·

System Design Deep Dive - 06 How Retrieval Systems Scale to Billion Documents

Post by ailswan May. 24, 2026

中文 ↓

🎯 How Retrieval Systems Scale to Billion Documents


1️⃣ Core Framework

When discussing retrieval systems at billion-document scale, I frame it as:

  1. Why retrieval becomes hard at scale
  2. Indexing architecture
  3. Sharding and partitioning
  4. Distributed query execution
  5. Vector search at scale
  6. Hybrid search and ranking
  7. Freshness and re-indexing
  8. Trade-offs: recall vs latency vs cost

2️⃣ Why Retrieval Becomes Hard at Scale

Searching a few thousand documents is easy.

Searching billions of documents is a distributed systems problem.


Challenges

At billion-document scale, the system must handle:


Core Problem

More documents
→ Larger index
→ More shards
→ More network calls
→ Higher latency
→ Harder ranking

👉 Interview Answer

Retrieval at billion-document scale is not just a search problem.

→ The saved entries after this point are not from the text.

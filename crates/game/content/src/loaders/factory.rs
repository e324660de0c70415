//! Content factory for assembling game content from data files.

use std::path::{Path, PathBuf};

use game_core::{GameConfig, MissionBoard, ShopCatalog};
use tracing::debug;

use crate::builtin;
use crate::content::GameContent;
use crate::loaders::events::LoadedEvents;
use crate::loaders::{ConfigLoader, CrewLoader, EventLoader, LoadResult, MissionLoader, ShopLoader};

/// Content factory that loads game content from a data directory.
///
/// # Directory Structure
///
/// ```text
/// data_dir/
/// ├── config.toml
/// ├── events.ron
/// ├── shop.ron
/// ├── missions.ron
/// └── crew.ron
/// ```
///
/// Every file is optional. A missing file keeps the built-in content; a
/// present but malformed file is an error.
pub struct ContentFactory {
    data_dir: PathBuf,
}

impl ContentFactory {
    pub fn new(data_dir: impl Into<PathBuf>) -> Self {
        Self {
            data_dir: data_dir.into(),
        }
    }

    /// Load game configuration from `config.toml`.
    pub fn load_config(&self) -> LoadResult<GameConfig> {
        self.load_or("config.toml", ConfigLoader::load, GameConfig::default)
    }

    /// Load event and scan tables from `events.ron`.
    pub fn load_events(&self) -> LoadResult<LoadedEvents> {
        self.load_or("events.ron", EventLoader::load, || LoadedEvents {
            events: builtin::event_table(),
            scans: builtin::scan_table(),
            enemies: builtin::enemy_factions(),
        })
    }

    /// Load the shop catalog from `shop.ron`.
    pub fn load_shop(&self) -> LoadResult<ShopCatalog> {
        self.load_or("shop.ron", ShopLoader::load, builtin::shop_catalog)
    }

    /// Load mission templates from `missions.ron`.
    pub fn load_missions(&self) -> LoadResult<MissionBoard> {
        self.load_or("missions.ron", MissionLoader::load, builtin::mission_board)
    }

    /// Load recruitable crew names from `crew.ron`.
    pub fn load_crew_names(&self) -> LoadResult<Vec<String>> {
        self.load_or("crew.ron", CrewLoader::load, builtin::crew_names)
    }

    /// Load every content file.
    pub fn load_all(&self) -> LoadResult<GameContent> {
        let LoadedEvents {
            events,
            scans,
            enemies,
        } = self.load_events()?;

        Ok(GameContent {
            config: self.load_config()?,
            events,
            scans,
            missions: self.load_missions()?,
            shop: self.load_shop()?,
            enemies,
            crew_names: self.load_crew_names()?,
        })
    }

    /// Returns the data directory path.
    pub fn data_dir(&self) -> &Path {
        &self.data_dir
    }

    fn load_or<T>(
        &self,
        file: &str,
        load: impl FnOnce(&Path) -> LoadResult<T>,
        fallback: impl FnOnce() -> T,
    ) -> LoadResult<T> {
        let path = self.data_dir.join(file);
        if path.exists() {
            debug!(path = %path.display(), "loading content file");
            load(&path)
        } else {
            debug!(path = %path.display(), "content file absent, using built-in");
            Ok(fallback())
        }
    }
}
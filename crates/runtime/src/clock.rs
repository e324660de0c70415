//! Wall-clock abstraction for record timestamps.

use std::sync::atomic::{AtomicI64, Ordering};

use game_core::Timestamp;

pub trait Clock: Send + Sync {
    /// Current time in Unix seconds.
    fn now(&self) -> Timestamp;
}

/// Reads the system clock.
#[derive(Debug, Default, Clone, Copy)]
pub struct SystemClock;

impl Clock for SystemClock {
    fn now(&self) -> Timestamp {
        chrono::Utc::now().timestamp()
    }
}

/// Manually advanced clock for tests and replays.
#[derive(Debug, Default)]
pub struct ManualClock {
    now: AtomicI64,
}

impl ManualClock {
    pub fn new(start: Timestamp) -> Self {
        Self {
            now: AtomicI64::new(start),
        }
    }

    pub fn set(&self, now: Timestamp) {
        self.now.store(now, Ordering::SeqCst);
    }

    pub fn advance(&self, secs: i64) -> Timestamp {
        self.now.fetch_add(secs, Ordering::SeqCst) + secs
    }
}

impl Clock for ManualClock {
    fn now(&self) -> Timestamp {
        self.now.load(Ordering::SeqCst)
    }
}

It is a distributed systems problem involving indexing, sharding, replication, ranking, caching, freshness, access control, and cost control.


3️⃣ High-Level Architecture


Architecture

Documents
→ Ingestion Pipeline
→ Parser / Cleaner
→ Chunker
→ Embedding / Index Builder
→ Distributed Index
→ Query Router
→ Shard Search
→ Result Aggregator
→ Re-ranker
→ Final Results

Two Main Paths

Offline Indexing Path

Documents
→ Parse
→ Chunk
→ Embed
→ Build Index
→ Replicate Index

Online Query Path

Query
→ Query Router
→ Search Relevant Shards
→ Merge Candidates
→ Re-rank
→ Return Results

👉 Interview Answer

Large-scale retrieval systems usually separate offline indexing from online query serving.

The offline path builds and updates distributed indexes.

The online path routes queries to shards, retrieves candidates, merges results, re-ranks them, and returns the final answer or context.


4️⃣ Indexing at Scale


What Is an Index?

An index is a data structure that makes search fast.

Without an index:

Scan all documents
→ Too slow

With an index:

Query
→ Lookup relevant candidates
→ Return results quickly

Index Types

Index Type Best For
Inverted index Keyword search
Vector index Semantic search
Metadata index Filtering
Graph index Relationship retrieval
Column index Structured filters

Important Point

At scale, indexes must be distributed.


👉 Interview Answer

At billion-document scale, retrieval depends on indexes.

Keyword retrieval uses inverted indexes, vector retrieval uses vector indexes, and metadata filtering uses structured indexes.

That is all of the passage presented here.